In October 2009, PACE conducted a briefing and one-on-one meetings with members of the European Parliament and European Commission to recommend action on pneumococcal disease.

On November 1–2, 2009 PACE, a member of the World Pneumonia Day Coalition, sponsored a press conference, policymaker roundtable, rally, march and symposium to commemorate World Pneumonia Day in Bangladesh where the country’s leaders and advocates focused their attention on the prevention and treatment of pneumonia. These events and activities were led by PACE member Dr. Samir K. Saha. PACE World Pneumonia Day events also took place in Brazil, Dominican Republic, Kenya, South Africa, the Czech Republic, Israel, Pakistan, China and the Philippines.

==Global Call to Action on Pneumococcal Disease==
In 2008, PACE launched its Global Call to Action on Pneumococcal Disease Prevention in partnership with 114 professional medical societies, organizations and institutions from around the world.

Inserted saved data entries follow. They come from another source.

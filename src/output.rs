//! Output: JSON artifacts, the stdout summary line and progress bars.

use indicatif::{ProgressBar, ProgressStyle};
use serde::Serialize;
use std::fs;
use std::io::{self, Write};
use std::path::Path;
use thiserror::Error;

#[derive(Error, Debug)]
pub enum OutputError {
    #[error("IO error: {0}")]
    Io(#[from] io::Error),
    #[error("JSON serialization error: {0}")]
    Json(#[from] serde_json::Error),
}

/// Write any serializable value as pretty JSON. Non-ASCII text is written
/// as UTF-8, not escaped.
pub fn write_json<W: Write, T: Serialize + ?Sized>(value: &T, writer: &mut W) -> Result<(), OutputError> {
    let json = serde_json::to_string_pretty(value)?;
    writer.write_all(json.as_bytes())?;
    Ok(())
}

/// Write pretty JSON to a file, creating parent directories as needed.
pub fn write_json_file<T: Serialize + ?Sized>(value: &T, path: &Path) -> Result<(), OutputError> {
    if let Some(parent) = path.parent().filter(|p| !p.as_os_str().is_empty()) {
        fs::create_dir_all(parent)?;
    }
    let mut file = fs::File::create(path)?;
    write_json(value, &mut file)
}

/// Write the one-line compact JSON summary.
pub fn write_summary<W: Write, T: Serialize + ?Sized>(summary: &T, writer: &mut W) -> Result<(), OutputError> {
    let line = serde_json::to_string(summary)?;
    writeln!(writer, "{}", line)?;
    Ok(())
}

/// Print the summary line to stdout.
pub fn print_summary<T: Serialize + ?Sized>(summary: &T) -> Result<(), OutputError> {
    let stdout = io::stdout();
    let mut handle = stdout.lock();
    write_summary(summary, &mut handle)
}

/// Progress bar on stderr, or `None` when progress is hidden.
pub fn progress_bar(len: usize, show: bool) -> Option<ProgressBar> {
    if !show {
        return None;
    }
    let pb = ProgressBar::new(len as u64);
    let style = ProgressStyle::default_bar()
        .template("{spinner:.green} [{elapsed_precise}] [{bar:40.cyan/blue}] {pos}/{len} ({per_sec}) {msg}")
        .unwrap_or_else(|_| ProgressStyle::default_bar())
        .progress_chars("#>-");
    pb.set_style(style);
    Some(pb)
}
//! Text extraction from PDFs, HTML pages and JSON record files.

use lopdf::Document;
use scraper::Html;
use serde::de::DeserializeOwned;
use std::fs;
use std::path::{Path, PathBuf};
use thiserror::Error;
use tracing::{debug, warn};

#[derive(Error, Debug)]
pub enum ExtractError {
    #[error("Input not found: {}", .0.display())]
    NotFound(PathBuf),
    #[error("PDF error: {0}")]
    Pdf(#[from] lopdf::Error),
    #[error("IO error: {0}")]
    Io(#[from] std::io::Error),
    #[error("JSON error in {}: {source}", .path.display())]
    Json {
        path: PathBuf,
        source: serde_json::Error,
    },
}

fn ensure_exists(path: &Path) -> Result<(), ExtractError> {
    if path.exists() {
        Ok(())
    } else {
        Err(ExtractError::NotFound(path.to_path_buf()))
    }
}

/// Text of every page in document order, one string per page.
///
/// A page whose text cannot be decoded yields an empty string so page
/// numbers stay aligned with the PDF.
pub fn extract_pdf_pages(path: &Path) -> Result<Vec<String>, ExtractError> {
    ensure_exists(path)?;
    let doc = Document::load(path)?;
    let pages = doc.get_pages();
    debug!(pages = pages.len(), path = %path.display(), "loaded PDF");

    let mut texts = Vec::with_capacity(pages.len());
    for &number in pages.keys() {
        match doc.extract_text(&[number]) {
            Ok(text) => texts.push(text),
            Err(e) => {
                warn!(page = number, error = %e, "page text extraction failed");
                texts.push(String::new());
            }
        }
    }

    Ok(texts)
}

/// Visible text of an HTML document as trimmed, non-empty lines.
///
/// Each text node contributes its own lines; script and style content is
/// skipped.
pub fn html_text_lines(html: &str) -> Vec<String> {
    let document = Html::parse_document(html);
    let mut lines = Vec::new();

    for node in document.root_element().descendants() {
        let Some(text) = node.value().as_text() else {
            continue;
        };
        let hidden = node
            .parent()
            .and_then(|p| p.value().as_element().map(|e| e.name()))
            .is_some_and(|name| matches!(name, "script" | "style" | "noscript"));
        if hidden {
            continue;
        }

        lines.extend(
            text.lines()
                .map(str::trim)
                .filter(|l| !l.is_empty())
                .map(str::to_string),
        );
    }

    lines
}

/// Load a JSON array of records.
pub fn load_json_array<T: DeserializeOwned>(path: &Path) -> Result<Vec<T>, ExtractError> {
    ensure_exists(path)?;
    let content = fs::read_to_string(path)?;
    serde_json::from_str(&content).map_err(|source| ExtractError::Json {
        path: path.to_path_buf(),
        source,
    })
}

==PACE Commissioned Studies==
PACE commissioned two studies, Sequelae Due to Bacterial Meningitis among African Children: A Systematic Literature Review, and Bacterial Infections in Persons with Sickle Cell Disease: A Review of Data from Africa with a Focus on Pneumococcal Disease, that highlighted the increased risk for children in Africa of contracting pneumococcal disease and suffering its devastating consequences. It was found that African children who contract pneumococcal disease are 36 times as likely to have sickle-cell disease, a blood disorder prevalent in African children that increases the risk for infectious diseases and early death. Inn addition, the research showed that up to one-half of all children in Africa who get pneumococcal meningitis will either die or be disabled as a consequence of the disease, even when treated with antibiotics in a hospital. As the three leading causes of bacterial meningitis in childhood are vaccine preventable, the regular use of conjugate vaccines would reduce the high burden of morbidity and mortality in both epidemic and endemic settings.